Required work:
Render every entry exactly as it appears.
[Task material Boundary: Start]
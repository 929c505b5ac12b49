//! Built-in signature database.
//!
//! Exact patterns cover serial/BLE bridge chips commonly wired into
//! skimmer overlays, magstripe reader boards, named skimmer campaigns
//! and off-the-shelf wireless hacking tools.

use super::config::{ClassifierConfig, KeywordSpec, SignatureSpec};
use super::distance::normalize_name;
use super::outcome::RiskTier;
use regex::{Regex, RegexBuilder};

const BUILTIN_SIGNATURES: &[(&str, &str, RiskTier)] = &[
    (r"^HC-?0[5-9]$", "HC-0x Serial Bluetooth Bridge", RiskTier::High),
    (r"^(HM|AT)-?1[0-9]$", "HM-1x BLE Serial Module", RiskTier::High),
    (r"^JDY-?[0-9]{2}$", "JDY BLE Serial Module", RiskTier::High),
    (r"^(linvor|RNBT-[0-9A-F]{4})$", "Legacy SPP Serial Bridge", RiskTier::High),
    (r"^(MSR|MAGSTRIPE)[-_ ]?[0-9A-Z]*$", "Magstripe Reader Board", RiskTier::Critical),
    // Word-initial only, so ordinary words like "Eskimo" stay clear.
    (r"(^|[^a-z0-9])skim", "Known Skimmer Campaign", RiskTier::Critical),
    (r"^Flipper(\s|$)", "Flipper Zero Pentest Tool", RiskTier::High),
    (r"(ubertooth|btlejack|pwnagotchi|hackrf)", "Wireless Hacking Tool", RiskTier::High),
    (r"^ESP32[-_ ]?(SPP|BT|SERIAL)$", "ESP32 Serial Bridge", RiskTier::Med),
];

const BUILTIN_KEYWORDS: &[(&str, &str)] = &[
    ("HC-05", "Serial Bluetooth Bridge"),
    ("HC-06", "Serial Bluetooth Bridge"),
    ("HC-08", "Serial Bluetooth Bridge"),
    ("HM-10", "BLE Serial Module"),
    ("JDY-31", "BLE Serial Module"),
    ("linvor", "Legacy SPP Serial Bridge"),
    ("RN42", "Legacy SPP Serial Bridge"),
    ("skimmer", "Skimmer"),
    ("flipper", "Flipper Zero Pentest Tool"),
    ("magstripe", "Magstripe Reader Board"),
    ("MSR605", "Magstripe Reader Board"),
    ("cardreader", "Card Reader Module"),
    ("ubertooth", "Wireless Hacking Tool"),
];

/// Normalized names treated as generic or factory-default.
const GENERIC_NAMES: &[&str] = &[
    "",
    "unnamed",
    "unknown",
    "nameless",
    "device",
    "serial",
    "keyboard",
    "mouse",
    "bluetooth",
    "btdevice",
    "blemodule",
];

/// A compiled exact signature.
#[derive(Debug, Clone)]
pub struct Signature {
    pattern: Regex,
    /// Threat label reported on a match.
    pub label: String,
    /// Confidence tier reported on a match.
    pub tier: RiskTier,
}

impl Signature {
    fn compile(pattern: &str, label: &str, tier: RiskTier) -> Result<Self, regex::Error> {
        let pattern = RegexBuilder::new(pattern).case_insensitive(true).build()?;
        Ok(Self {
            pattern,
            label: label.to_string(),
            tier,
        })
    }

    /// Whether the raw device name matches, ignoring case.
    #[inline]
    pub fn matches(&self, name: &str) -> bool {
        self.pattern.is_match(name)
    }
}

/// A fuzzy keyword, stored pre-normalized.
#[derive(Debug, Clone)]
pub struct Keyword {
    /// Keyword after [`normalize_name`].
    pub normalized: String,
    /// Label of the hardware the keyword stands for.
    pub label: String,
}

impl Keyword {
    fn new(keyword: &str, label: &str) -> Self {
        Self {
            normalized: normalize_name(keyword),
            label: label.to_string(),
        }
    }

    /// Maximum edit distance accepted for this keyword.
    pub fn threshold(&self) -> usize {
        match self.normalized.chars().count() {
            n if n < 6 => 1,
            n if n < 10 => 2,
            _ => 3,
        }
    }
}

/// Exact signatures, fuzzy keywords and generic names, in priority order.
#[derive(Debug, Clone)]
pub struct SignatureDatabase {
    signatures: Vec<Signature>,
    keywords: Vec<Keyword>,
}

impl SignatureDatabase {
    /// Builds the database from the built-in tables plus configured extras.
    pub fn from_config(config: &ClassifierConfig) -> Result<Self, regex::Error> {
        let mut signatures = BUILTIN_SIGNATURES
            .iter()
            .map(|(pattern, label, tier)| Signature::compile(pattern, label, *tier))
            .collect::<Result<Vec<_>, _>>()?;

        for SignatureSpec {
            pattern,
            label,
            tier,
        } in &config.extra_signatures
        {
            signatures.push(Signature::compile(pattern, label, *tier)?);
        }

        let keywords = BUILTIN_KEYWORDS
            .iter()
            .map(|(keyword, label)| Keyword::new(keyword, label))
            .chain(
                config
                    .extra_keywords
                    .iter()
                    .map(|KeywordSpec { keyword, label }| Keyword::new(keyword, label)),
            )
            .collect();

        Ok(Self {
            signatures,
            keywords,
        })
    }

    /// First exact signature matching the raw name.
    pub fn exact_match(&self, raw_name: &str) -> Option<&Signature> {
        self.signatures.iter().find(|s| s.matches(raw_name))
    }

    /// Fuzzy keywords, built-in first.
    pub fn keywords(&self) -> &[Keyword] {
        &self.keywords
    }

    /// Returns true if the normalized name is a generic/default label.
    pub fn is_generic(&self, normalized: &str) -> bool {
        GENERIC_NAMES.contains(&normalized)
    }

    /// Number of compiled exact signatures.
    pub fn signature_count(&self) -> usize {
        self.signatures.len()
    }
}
[Task material Boundary: End]
Reply to the task:
repository 929c505b5ac12b49
//! Built-in signature database.
//!
//! Exact patterns cover serial/BLE bridge chips commonly wired into
//! skimmer overlays, magstripe reader boards, named skimmer campaigns
//! and off-the-shelf wireless hacking tools.

use super::config::{ClassifierConfig, KeywordSpec, SignatureSpec};
use super::distance::normalize_name;
use super::outcome::RiskTier;
use regex::{Regex, RegexBuilder};

const BUILTIN_SIGNATURES: &[(&str, &str, RiskTier)] = &[
    (r"^HC-?0[5-9]$", "HC-0x Serial Bluetooth Bridge", RiskTier::High),
    (r"^(HM|AT)-?1[0-9]$", "HM-1x BLE Serial Module", RiskTier::High),
    (r"^JDY-?[0-9]{2}$", "JDY BLE Serial Module", RiskTier::High),
    (r"^(linvor|RNBT-[0-9A-F]{4})$", "Legacy SPP Serial Bridge", RiskTier::High),
    (r"^(MSR|MAGSTRIPE)[-_ ]?[0-9A-Z]*$", "Magstripe Reader Board", RiskTier::Critical),
    // Word-initial only, so ordinary words like "Eskimo" stay clear.
    (r"(^|[^a-z0-9])skim", "Known Skimmer Campaign", RiskTier::Critical),
    (r"^Flipper(\s|$)", "Flipper Zero Pentest Tool", RiskTier::High),
    (r"(ubertooth|btlejack|pwnagotchi|hackrf)", "Wireless Hacking Tool", RiskTier::High),
    (r"^ESP32[-_ ]?(SPP|BT|SERIAL)$", "ESP32 Serial Bridge", RiskTier::Med),
];

const BUILTIN_KEYWORDS: &[(&str, &str)] = &[
    ("HC-05", "Serial Bluetooth Bridge"),
    ("HC-06", "Serial Bluetooth Bridge"),
    ("HC-08", "Serial Bluetooth Bridge"),
    ("HM-10", "BLE Serial Module"),
    ("JDY-31", "BLE Serial Module"),
    ("linvor", "Legacy SPP Serial Bridge"),
    ("RN42", "Legacy SPP Serial Bridge"),
    ("skimmer", "Skimmer"),
    ("flipper", "Flipper Zero Pentest Tool"),
    ("magstripe", "Magstripe Reader Board"),
    ("MSR605", "Magstripe Reader Board"),
    ("cardreader", "Card Reader Module"),
    ("ubertooth", "Wireless Hacking Tool"),
];

/// Normalized names treated as generic or factory-default.
const GENERIC_NAMES: &[&str] = &[
    "",
    "unnamed",
    "unknown",
    "nameless",
    "device",
    "serial",
    "keyboard",
    "mouse",
    "bluetooth",
    "btdevice",
    "blemodule",
];

/// A compiled exact signature.
#[derive(Debug, Clone)]
pub struct Signature {
    pattern: Regex,
    /// Threat label reported on a match.
    pub label: String,
    /// Confidence tier reported on a match.
    pub tier: RiskTier,
}

impl Signature {
    fn compile(pattern: &str, label: &str, tier: RiskTier) -> Result<Self, regex::Error> {
        let pattern = RegexBuilder::new(pattern).case_insensitive(true).build()?;
        Ok(Self {
            pattern,
            label: label.to_string(),
            tier,
        })
    }

    /// Whether the raw device name matches, ignoring case.
    #[inline]
    pub fn matches(&self, name: &str) -> bool {
        self.pattern.is_match(name)
    }
}

/// A fuzzy keyword, stored pre-normalized.
#[derive(Debug, Clone)]
pub struct Keyword {
    /// Keyword after [`normalize_name`].
    pub normalized: String,
    /// Label of the hardware the keyword stands for.
    pub label: String,
}

impl Keyword {
    fn new(keyword: &str, label: &str) -> Self {
        Self {
            normalized: normalize_name(keyword),
            label: label.to_string(),
        }
    }

    /// Maximum edit distance accepted for this keyword.
    pub fn threshold(&self) -> usize {
        match self.normalized.chars().count() {
            n if n < 6 => 1,
            n if n < 10 => 2,
            _ => 3,
        }
    }
}

/// Exact signatures, fuzzy keywords and generic names, in priority order.
#[derive(Debug, Clone)]
pub struct SignatureDatabase {
    signatures: Vec<Signature>,
    keywords: Vec<Keyword>,
}

impl SignatureDatabase {
    /// Builds the database from the built-in tables plus configured extras.
    pub fn from_config(config: &ClassifierConfig) -> Result<Self, regex::Error> {
        let mut signatures = BUILTIN_SIGNATURES
            .iter()
            .map(|(pattern, label, tier)| Signature::compile(pattern, label, *tier))
            .collect::<Result<Vec<_>, _>>()?;

        for SignatureSpec {
            pattern,
            label,
            tier,
        } in &config.extra_signatures
        {
            signatures.push(Signature::compile(pattern, label, *tier)?);
        }

        let keywords = BUILTIN_KEYWORDS
            .iter()
            .map(|(keyword, label)| Keyword::new(keyword, label))
            .chain(
                config
                    .extra_keywords
                    .iter()
                    .map(|KeywordSpec { keyword, label }| Keyword::new(keyword, label)),
            )
            .collect();

        Ok(Self {
            signatures,
            keywords,
        })
    }

    /// First exact signature matching the raw name.
    pub fn exact_match(&self, raw_name: &str) -> Option<&Signature> {
        self.signatures.iter().find(|s| s.matches(raw_name))
    }

    /// Fuzzy keywords, built-in first.
    pub fn keywords(&self) -> &[Keyword] {
        &self.keywords
    }

    /// Returns true if the normalized name is a generic/default label.
    pub fn is_generic(&self, normalized: &str) -> bool {
        GENERIC_NAMES.contains(&normalized)
    }

    /// Number of compiled exact signatures.
    pub fn signature_count(&self) -> usize {
        self.signatures.len()
    }
}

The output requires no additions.